= Task details =
Every line of the material is to be set down exactly as written.

= Listed entries =
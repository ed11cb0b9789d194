//! Recursive quotation unnesting
//!
//! Runs of quotation lines are stripped of their common quote-marker
//! prefix and segmented again as an independent document, producing a
//! tree of labelled leaves and nested blocks.

use crate::classifier::LineClassifier;
use crate::config::{ClassSet, UnnestConfig};
use crate::document::{LabeledLine, QuotationNode};
use crate::error::Result;
use crate::label::Label;
use crate::segmenter::Segmenter;
use tracing::debug;

pub struct Unnester<'s, 'c, C: LineClassifier + ?Sized> {
    segmenter: &'s Segmenter<'c, C>,
    config: &'s UnnestConfig,
}

impl<'s, 'c, C: LineClassifier + ?Sized> Unnester<'s, 'c, C> {
    pub const fn new(segmenter: &'s Segmenter<'c, C>, config: &'s UnnestConfig) -> Self {
        Self { segmenter, config }
    }

    /// Unnest a corrected line sequence starting at depth zero
    pub fn unnest(&self, lines: &[LabeledLine]) -> Result<Vec<QuotationNode>> {
        self.unnest_at(lines, 0)
    }

    fn unnest_at(&self, lines: &[LabeledLine], depth: usize) -> Result<Vec<QuotationNode>> {
        let kept: Vec<&LabeledLine> = lines
            .iter()
            .filter(|l| l.label != Label::Pad && !self.config.excluded.contains(l.label))
            .collect();

        let mut nodes = Vec::new();
        let mut i = 0;
        while i < kept.len() {
            if kept[i].label != Label::Quotation {
                nodes.push(QuotationNode::leaf(strip_terminator(&kept[i].text), kept[i].label));
                i += 1;
                continue;
            }

            let run = kept[i..]
                .iter()
                .take_while(|l| l.label == Label::Quotation)
                .count();
            nodes.extend(self.quotation_block(&kept[i..i + run], depth)?);
            i += run;
        }

        Ok(tidy(nodes, &self.config.collapse_to_space))
    }

    fn quotation_block(&self, block: &[&LabeledLine], depth: usize) -> Result<Vec<QuotationNode>> {
        let flat = || -> Vec<QuotationNode> {
            block
                .iter()
                .map(|l| QuotationNode::leaf(strip_terminator(&l.text), Label::Quotation))
                .collect()
        };

        if depth >= self.config.max_depth {
            debug!("Quotation depth limit {} reached, keeping block flat", self.config.max_depth);
            return Ok(flat());
        }

        let markers = &self.segmenter.config().correction.quote_markers;
        let prefix = common_marker_prefix(block.iter().map(|l| l.text.as_str()), markers);
        if !prefix.chars().any(|c| markers.contains(&c)) {
            return Ok(flat());
        }

        let dequoted: String = block
            .iter()
            .map(|l| l.text.strip_prefix(prefix.as_str()).unwrap_or(&l.text))
            .collect();
        if dequoted.trim().is_empty() {
            return Ok(Vec::new());
        }

        let text = dequoted.strip_suffix('\n').unwrap_or(&dequoted);
        let inner = self.segmenter.segment_text(text)?;
        let children = self.unnest_at(&inner, depth + 1)?;

        Ok(if children.is_empty() {
            Vec::new()
        } else {
            vec![QuotationNode::Nested(children)]
        })
    }
}

/// Longest prefix shared by all lines made of quote markers and blanks
#[must_use]
pub fn common_marker_prefix<'a, I>(lines: I, markers: &[char]) -> String
where
    I: IntoIterator<Item = &'a str>,
{
    let mut common: Option<String> = None;
    for line in lines {
        let own: String = line
            .chars()
            .take_while(|c| markers.contains(c) || *c == ' ' || *c == '\t')
            .collect();
        common = Some(match common {
            None => own,
            Some(prev) => prev
                .chars()
                .zip(own.chars())
                .take_while(|(a, b)| a == b)
                .map(|(a, _)| a)
                .collect(),
        });
    }
    common.unwrap_or_default()
}

fn strip_terminator(text: &str) -> &str {
    text.strip_suffix('\n')
        .map_or(text, |t| t.strip_suffix('\r').unwrap_or(t))
}

/// Merge same-label neighbours, fold markers into the block they
/// introduce and drop blank leaves at either end
fn tidy(nodes: Vec<QuotationNode>, collapse_to_space: &ClassSet) -> Vec<QuotationNode> {
    let mut merged: Vec<QuotationNode> = Vec::with_capacity(nodes.len());
    for node in nodes {
        if let (
            Some(QuotationNode::Leaf { text, label }),
            QuotationNode::Leaf {
                text: next,
                label: next_label,
            },
        ) = (merged.last_mut(), &node)
            && label == next_label
        {
            if collapse_to_space.contains(*label) {
                let joined = format!("{} {}", text.trim_end(), next.trim_start());
                *text = joined;
            } else {
                text.push('\n');
                text.push_str(next);
            }
            continue;
        }
        merged.push(node);
    }

    let mut folded: Vec<QuotationNode> = Vec::with_capacity(merged.len());
    for node in merged {
        if let QuotationNode::Nested(mut children) = node {
            if folded
                .last()
                .is_some_and(|n| n.label() == Some(Label::QuotationMarker))
                && let Some(marker) = folded.pop()
            {
                children.insert(0, marker);
            }
            folded.push(QuotationNode::Nested(children));
        } else {
            folded.push(node);
        }
    }

    let is_blank = |n: &QuotationNode| n.label() == Some(Label::Empty);
    let start = folded.iter().position(|n| !is_blank(n)).unwrap_or(folded.len());
    let end = folded.iter().rposition(|n| !is_blank(n)).map_or(start, |i| i + 1);
    folded.drain(start..end).collect()
}

#[cfg(test)]
mod tests {
    use super::*;

    #[test]
    fn test_common_prefix_keeps_shared_levels() {
        let markers = ['>', '|'];
        assert_eq!(common_marker_prefix(["> a\n", "> b\n"], &markers), "> ");
        assert_eq!(common_marker_prefix(["> > a\n", "> b\n"], &markers), "> ");
        assert_eq!(common_marker_prefix([">\n", "> b\n"], &markers), ">");
        assert_eq!(common_marker_prefix(["a\n", "> b\n"], &markers), "");
    }

    #[test]
    fn test_tidy_merges_and_folds() {
        let collapse = UnnestConfig::default().collapse_to_space;
        let nodes = vec![
            QuotationNode::leaf("", Label::Empty),
            QuotationNode::leaf("first", Label::Paragraph),
            QuotationNode::leaf("second", Label::Paragraph),
            QuotationNode::leaf("On Monday", Label::QuotationMarker),
            QuotationNode::leaf("Bob wrote:", Label::QuotationMarker),
            QuotationNode::Nested(vec![QuotationNode::leaf("quoted", Label::Paragraph)]),
            QuotationNode::leaf("", Label::Empty),
        ];

        assert_eq!(
            tidy(nodes, &collapse),
            vec![
                QuotationNode::leaf("first\nsecond", Label::Paragraph),
                QuotationNode::Nested(vec![
                    QuotationNode::leaf("On Monday Bob wrote:", Label::QuotationMarker),
                    QuotationNode::leaf("quoted", Label::Paragraph),
                ]),
            ]
        );
    }
}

= Written answer =
repository ed11cb0b9789d194
//! Recursive quotation unnesting
//!
//! Runs of quotation lines are stripped of their common quote-marker
//! prefix and segmented again as an independent document, producing a
//! tree of labelled leaves and nested blocks.

use crate::classifier::LineClassifier;
use crate::config::{ClassSet, UnnestConfig};
use crate::document::{LabeledLine, QuotationNode};
use crate::error::Result;
use crate::label::Label;
use crate::segmenter::Segmenter;
use tracing::debug;

pub struct Unnester<'s, 'c, C: LineClassifier + ?Sized> {
    segmenter: &'s Segmenter<'c, C>,
    config: &'s UnnestConfig,
}

impl<'s, 'c, C: LineClassifier + ?Sized> Unnester<'s, 'c, C> {
    pub const fn new(segmenter: &'s Segmenter<'c, C>, config: &'s UnnestConfig) -> Self {
        Self { segmenter, config }
    }

    /// Unnest a corrected line sequence starting at depth zero
    pub fn unnest(&self, lines: &[LabeledLine]) -> Result<Vec<QuotationNode>> {
        self.unnest_at(lines, 0)
    }

    fn unnest_at(&self, lines: &[LabeledLine], depth: usize) -> Result<Vec<QuotationNode>> {
        let kept: Vec<&LabeledLine> = lines
            .iter()
            .filter(|l| l.label != Label::Pad && !self.config.excluded.contains(l.label))
            .collect();

        let mut nodes = Vec::new();
        let mut i = 0;
        while i < kept.len() {
            if kept[i].label != Label::Quotation {
                nodes.push(QuotationNode::leaf(strip_terminator(&kept[i].text), kept[i].label));
                i += 1;
                continue;
            }

            let run = kept[i..]
                .iter()
                .take_while(|l| l.label == Label::Quotation)
                .count();
            nodes.extend(self.quotation_block(&kept[i..i + run], depth)?);
            i += run;
        }

        Ok(tidy(nodes, &self.config.collapse_to_space))
    }

    fn quotation_block(&self, block: &[&LabeledLine], depth: usize) -> Result<Vec<QuotationNode>> {
        let flat = || -> Vec<QuotationNode> {
            block
                .iter()
                .map(|l| QuotationNode::leaf(strip_terminator(&l.text), Label::Quotation))
                .collect()
        };

        if depth >= self.config.max_depth {
            debug!("Quotation depth limit {} reached, keeping block flat", self.config.max_depth);
            return Ok(flat());
        }

        let markers = &self.segmenter.config().correction.quote_markers;
        let prefix = common_marker_prefix(block.iter().map(|l| l.text.as_str()), markers);
        if !prefix.chars().any(|c| markers.contains(&c)) {
            return Ok(flat());
        }

        let dequoted: String = block
            .iter()
            .map(|l| l.text.strip_prefix(prefix.as_str()).unwrap_or(&l.text))
            .collect();
        if dequoted.trim().is_empty() {
            return Ok(Vec::new());
        }

        let text = dequoted.strip_suffix('\n').unwrap_or(&dequoted);
        let inner = self.segmenter.segment_text(text)?;
        let children = self.unnest_at(&inner, depth + 1)?;

        Ok(if children.is_empty() {
            Vec::new()
        } else {
            vec![QuotationNode::Nested(children)]
        })
    }
}

/// Longest prefix shared by all lines made of quote markers and blanks
#[must_use]
pub fn common_marker_prefix<'a, I>(lines: I, markers: &[char]) -> String
where
    I: IntoIterator<Item = &'a str>,
{
    let mut common: Option<String> = None;
    for line in lines {
        let own: String = line
            .chars()
            .take_while(|c| markers.contains(c) || *c == ' ' || *c == '\t')
            .collect();
        common = Some(match common {
            None => own,
            Some(prev) => prev
                .chars()
                .zip(own.chars())
                .take_while(|(a, b)| a == b)
                .map(|(a, _)| a)
                .collect(),
        });
    }
    common.unwrap_or_default()
}

fn strip_terminator(text: &str) -> &str {
    text.strip_suffix('\n')
        .map_or(text, |t| t.strip_suffix('\r').unwrap_or(t))
}

/// Merge same-label neighbours, fold markers into the block they
/// introduce and drop blank leaves at either end
fn tidy(nodes: Vec<QuotationNode>, collapse_to_space: &ClassSet) -> Vec<QuotationNode> {
    let mut merged: Vec<QuotationNode> = Vec::with_capacity(nodes.len());
    for node in nodes {
        if let (
            Some(QuotationNode::Leaf { text, label }),
            QuotationNode::Leaf {
                text: next,
                label: next_label,
            },
        ) = (merged.last_mut(), &node)
            && label == next_label
        {
            if collapse_to_space.contains(*label) {
                let joined = format!("{} {}", text.trim_end(), next.trim_start());
                *text = joined;
            } else {
                text.push('\n');
                text.push_str(next);
            }
            continue;
        }
        merged.push(node);
    }

    let mut folded: Vec<QuotationNode> = Vec::with_capacity(merged.len());
    for node in merged {
        if let QuotationNode::Nested(mut children) = node {
            if folded
                .last()
                .is_some_and(|n| n.label() == Some(Label::QuotationMarker))
                && let Some(marker) = folded.pop()
            {
                children.insert(0, marker);
            }
            folded.push(QuotationNode::Nested(children));
        } else {
            folded.push(node);
        }
    }

    let is_blank = |n: &QuotationNode| n.label() == Some(Label::Empty);
    let start = folded.iter().position(|n| !is_blank(n)).unwrap_or(folded.len());
    let end = folded.iter().rposition(|n| !is_blank(n)).map_or(start, |i| i + 1);
    folded.drain(start..end).collect()
}

#[cfg(test)]
mod tests {
    use super::*;

    #[test]
    fn test_common_prefix_keeps_shared_levels() {
        let markers = ['>', '|'];
        assert_eq!(common_marker_prefix(["> a\n", "> b\n"], &markers), "> ");
        assert_eq!(common_marker_prefix(["> > a\n", "> b\n"], &markers), "> ");
        assert_eq!(common_marker_prefix([">\n", "> b\n"], &markers), ">");
        assert_eq!(common_marker_prefix(["a\n", "> b\n"], &markers), "");
    }

    #[test]
    fn test_tidy_merges_and_folds() {
        let collapse = UnnestConfig::default().collapse_to_space;
        let nodes = vec![
            QuotationNode::leaf("", Label::Empty),
            QuotationNode::leaf("first", Label::Paragraph),
            QuotationNode::leaf("second", Label::Paragraph),
            QuotationNode::leaf("On Monday", Label::QuotationMarker),
            QuotationNode::leaf("Bob wrote:", Label::QuotationMarker),
            QuotationNode::Nested(vec![QuotationNode::leaf("quoted", Label::Paragraph)]),
            QuotationNode::leaf("", Label::Empty),
        ];

        assert_eq!(
            tidy(nodes, &collapse),
            vec![
                QuotationNode::leaf("first\nsecond", Label::Paragraph),
                QuotationNode::Nested(vec![
                    QuotationNode::leaf("On Monday Bob wrote:", Label::QuotationMarker),
                    QuotationNode::leaf("quoted", Label::Paragraph),
                ]),
            ]
        );
    }
}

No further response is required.